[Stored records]
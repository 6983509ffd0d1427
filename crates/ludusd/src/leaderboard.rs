//! Time-windowed leaderboard aggregation over progress records.
//!
//! Read-only; runs against whatever snapshot of the stores is current and
//! tolerates concurrent writes.

use chrono::{DateTime, Datelike, Duration, NaiveDate, Utc};
use std::collections::BTreeMap;

use ludus_common::rpc::{LeaderboardEntry, LeaderboardPeriod};

use crate::state::AppState;
use crate::store::{LearnerStore, ProgressStore};

const LEADERBOARD_SIZE: usize = 10;

fn midnight(date: NaiveDate) -> DateTime<Utc> {
    date.and_hms_opt(0, 0, 0).unwrap().and_utc()
}

/// Inclusive lower bound of the aggregation window; None means all-time.
pub fn window_start(period: LeaderboardPeriod, now: DateTime<Utc>) -> Option<DateTime<Utc>> {
    let today = now.date_naive();
    match period {
        LeaderboardPeriod::Daily => Some(midnight(today)),
        LeaderboardPeriod::Weekly => {
            let monday = today - Duration::days(today.weekday().num_days_from_monday() as i64);
            Some(midnight(monday))
        }
        LeaderboardPeriod::Monthly => Some(midnight(today.with_day(1).unwrap_or(today))),
        LeaderboardPeriod::AllTime => None,
    }
}

/// Fold progress records into per-learner totals and rank them.
/// Ties keep the stable learner-id order of the fold.
pub fn aggregate(
    progress: &ProgressStore,
    learners: &LearnerStore,
    period: LeaderboardPeriod,
    now: DateTime<Utc>,
) -> Vec<LeaderboardEntry> {
    let start = window_start(period, now);
    let mut rows: BTreeMap<String, LeaderboardEntry> = BTreeMap::new();

    for (learner_id, record) in progress.iter() {
        let Some(last_played) = record.last_played_at else {
            continue;
        };
        if let Some(start) = start {
            if last_played < start {
                continue;
            }
        }
        let entry = rows.entry(learner_id.clone()).or_insert_with(|| {
            let learner = learners.get_or_default(learner_id);
            let display_name = if learner.display_name.is_empty() {
                learner.id.clone()
            } else {
                learner.display_name
            };
            LeaderboardEntry {
                learner_id: learner_id.clone(),
                display_name,
                total_score: 0,
                games_played: 0,
                total_time_played_secs: 0,
                last_played_at: last_played,
            }
        });
        entry.total_score += record.highest_score;
        entry.games_played += 1;
        entry.total_time_played_secs += record.total_time_played_secs;
        entry.last_played_at = entry.last_played_at.max(last_played);
    }

    let mut entries: Vec<LeaderboardEntry> = rows.into_values().collect();
    entries.sort_by(|a, b| b.total_score.cmp(&a.total_score));
    entries.truncate(LEADERBOARD_SIZE);
    entries
}

/// Current top 10 for the period.
pub async fn top_entries(state: &AppState, period: LeaderboardPeriod) -> Vec<LeaderboardEntry> {
    let progress = state.progress.read().await;
    let learners = state.learners.read().await;
    aggregate(&progress, &learners, period, Utc::now())
}

#[cfg(test)]
mod tests {
    use super::*;
    use ludus_common::GameProgress;

    fn at(y: i32, m: u32, d: u32) -> DateTime<Utc> {
        midnight(NaiveDate::from_ymd_opt(y, m, d).unwrap())
    }

    fn record(game: &str, score: u64, played: DateTime<Utc>) -> GameProgress {
        let mut p = GameProgress::new(game);
        p.record_play(1, 1, score, score, 30, played);
        p
    }

    #[test]
    fn test_window_starts() {
        // 2026-08-06 is a Thursday.
        let now = at(2026, 8, 6);
        assert_eq!(
            window_start(LeaderboardPeriod::Daily, now),
            Some(at(2026, 8, 6))
        );
        assert_eq!(
            window_start(LeaderboardPeriod::Weekly, now),
            Some(at(2026, 8, 3))
        );
        assert_eq!(
            window_start(LeaderboardPeriod::Monthly, now),
            Some(at(2026, 8, 1))
        );
        assert_eq!(window_start(LeaderboardPeriod::AllTime, now), None);
    }

    #[test]
    fn test_weekly_window_filters_and_ranks() {
        let now = at(2026, 8, 6);
        let mut progress = ProgressStore::default();
        // Two games this week for l1, one for l2, stale play for l3.
        progress.upsert("l1", record("finance-kids-1", 5, at(2026, 8, 4)));
        progress.upsert("l1", record("brain-teens-2", 7, at(2026, 8, 5)));
        progress.upsert("l2", record("finance-kids-1", 20, at(2026, 8, 3)));
        progress.upsert("l3", record("finance-kids-1", 50, at(2026, 7, 20)));

        let entries = aggregate(&progress, &LearnerStore::default(), LeaderboardPeriod::Weekly, now);
        assert_eq!(entries.len(), 2);
        assert_eq!(entries[0].learner_id, "l2");
        assert_eq!(entries[0].total_score, 20);
        assert_eq!(entries[1].learner_id, "l1");
        assert_eq!(entries[1].total_score, 12);
        assert_eq!(entries[1].games_played, 2);
    }

    #[test]
    fn test_top_list_is_capped_at_ten() {
        let now = at(2026, 8, 6);
        let mut progress = ProgressStore::default();
        for i in 0..15 {
            progress.upsert(
                &format!("learner-{i:02}"),
                record("finance-kids-1", i as u64, at(2026, 8, 6)),
            );
        }
        let entries = aggregate(&progress, &LearnerStore::default(), LeaderboardPeriod::Daily, now);
        assert_eq!(entries.len(), 10);
        assert_eq!(entries[0].total_score, 14);
    }
}
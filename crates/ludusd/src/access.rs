//! Access gate: age eligibility and subscription gating, combined into one
//! allow/deny decision. Checked before completion and before replay unlock.

use chrono::NaiveDate;

use ludus_common::{DenialReason, GameDefinition, Learner, LudusError};

/// Age rule. Missing birth date on an age-banded game is a retryable
/// "complete your profile" denial; an unbanded game is ungated legacy
/// content and passes.
pub fn check_age(learner: &Learner, game: &GameDefinition, today: NaiveDate) -> Result<(), LudusError> {
    let Some(band) = game.age_band else {
        return Ok(());
    };
    let Some(tier) = learner.age_tier(today) else {
        return Err(LudusError::denied(
            DenialReason::AgeIncompleteProfile,
            "Add a birth date to your profile to play this game",
        ));
    };
    if tier.allows(band) {
        Ok(())
    } else {
        Err(LudusError::denied(
            DenialReason::AgeRestricted,
            "This game is not available for your age group",
        ))
    }
}

/// Subscription rule. Full-access plans bypass the check; pending plans are
/// gated as free. Free plans may start at most `games_allowed` distinct games
/// per pillar; a game already started never counts against the cap again.
pub fn check_subscription(
    learner: &Learner,
    games_started_in_pillar: u32,
    already_started: bool,
    games_allowed: u32,
) -> Result<(), LudusError> {
    if learner.plan.has_full_access() || already_started {
        return Ok(());
    }
    if games_started_in_pillar >= games_allowed {
        return Err(LudusError::AccessDenied {
            reason: DenialReason::SubscriptionRestricted,
            message: format!(
                "Free plan includes {games_allowed} games per category; upgrade to keep playing"
            ),
            games_allowed: Some(games_allowed),
        });
    }
    Ok(())
}

/// Combined gate for game completion.
pub fn check_completion(
    learner: &Learner,
    game: &GameDefinition,
    today: NaiveDate,
    games_started_in_pillar: u32,
    already_started: bool,
    games_allowed: u32,
) -> Result<(), LudusError> {
    check_age(learner, game, today)?;
    check_subscription(learner, games_started_in_pillar, already_started, games_allowed)
}

#[cfg(test)]
mod tests {
    use super::*;
    use ludus_common::{AgeBand, SubscriptionPlan};

    fn today() -> NaiveDate {
        NaiveDate::from_ymd_opt(2026, 8, 6).unwrap()
    }

    fn game(band: Option<AgeBand>) -> GameDefinition {
        let mut g = GameDefinition::new("finance-kids-1");
        g.age_band = band;
        g
    }

    fn learner_born(year: i32) -> Learner {
        let mut l = Learner::new("l1");
        l.date_of_birth = NaiveDate::from_ymd_opt(year, 1, 1);
        l
    }

    #[test]
    fn test_child_denied_adults_game() {
        let err = check_age(&learner_born(2016), &game(Some(AgeBand::Adults)), today()).unwrap_err();
        match err {
            LudusError::AccessDenied { reason, .. } => {
                assert_eq!(reason, DenialReason::AgeRestricted)
            }
            other => panic!("unexpected error: {other}"),
        }
    }

    #[test]
    fn test_unknown_dob_denied_only_for_banded_games() {
        let anonymous = Learner::new("l1");
        let err = check_age(&anonymous, &game(Some(AgeBand::Kids)), today()).unwrap_err();
        match err {
            LudusError::AccessDenied { reason, .. } => {
                assert_eq!(reason, DenialReason::AgeIncompleteProfile)
            }
            other => panic!("unexpected error: {other}"),
        }
        assert!(check_age(&anonymous, &game(None), today()).is_ok());
    }

    #[test]
    fn test_unbanded_game_fails_open() {
        assert!(check_age(&learner_born(2016), &game(None), today()).is_ok());
    }

    #[test]
    fn test_free_plan_pillar_cap() {
        let free = Learner::new("l1");
        assert!(check_subscription(&free, 4, false, 5).is_ok());
        let err = check_subscription(&free, 5, false, 5).unwrap_err();
        match err {
            LudusError::AccessDenied {
                reason,
                games_allowed,
                ..
            } => {
                assert_eq!(reason, DenialReason::SubscriptionRestricted);
                assert_eq!(games_allowed, Some(5));
            }
            other => panic!("unexpected error: {other}"),
        }
    }

    #[test]
    fn test_already_started_game_bypasses_cap() {
        let free = Learner::new("l1");
        assert!(check_subscription(&free, 9, true, 5).is_ok());
    }

    #[test]
    fn test_full_access_bypasses_cap() {
        let mut l = Learner::new("l1");
        l.plan = SubscriptionPlan::FullAccess;
        assert!(check_subscription(&l, 50, false, 5).is_ok());
    }

    #[test]
    fn test_pending_plan_gated_as_free() {
        let mut l = Learner::new("l1");
        l.plan = SubscriptionPlan::Pending;
        assert!(check_subscription(&l, 5, false, 5).is_err());
    }
}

● EXERCISE AIM: Check each line of the records above for the word "clone" and report how many lines have it, as a number only.

● ANSWER BELOW: 3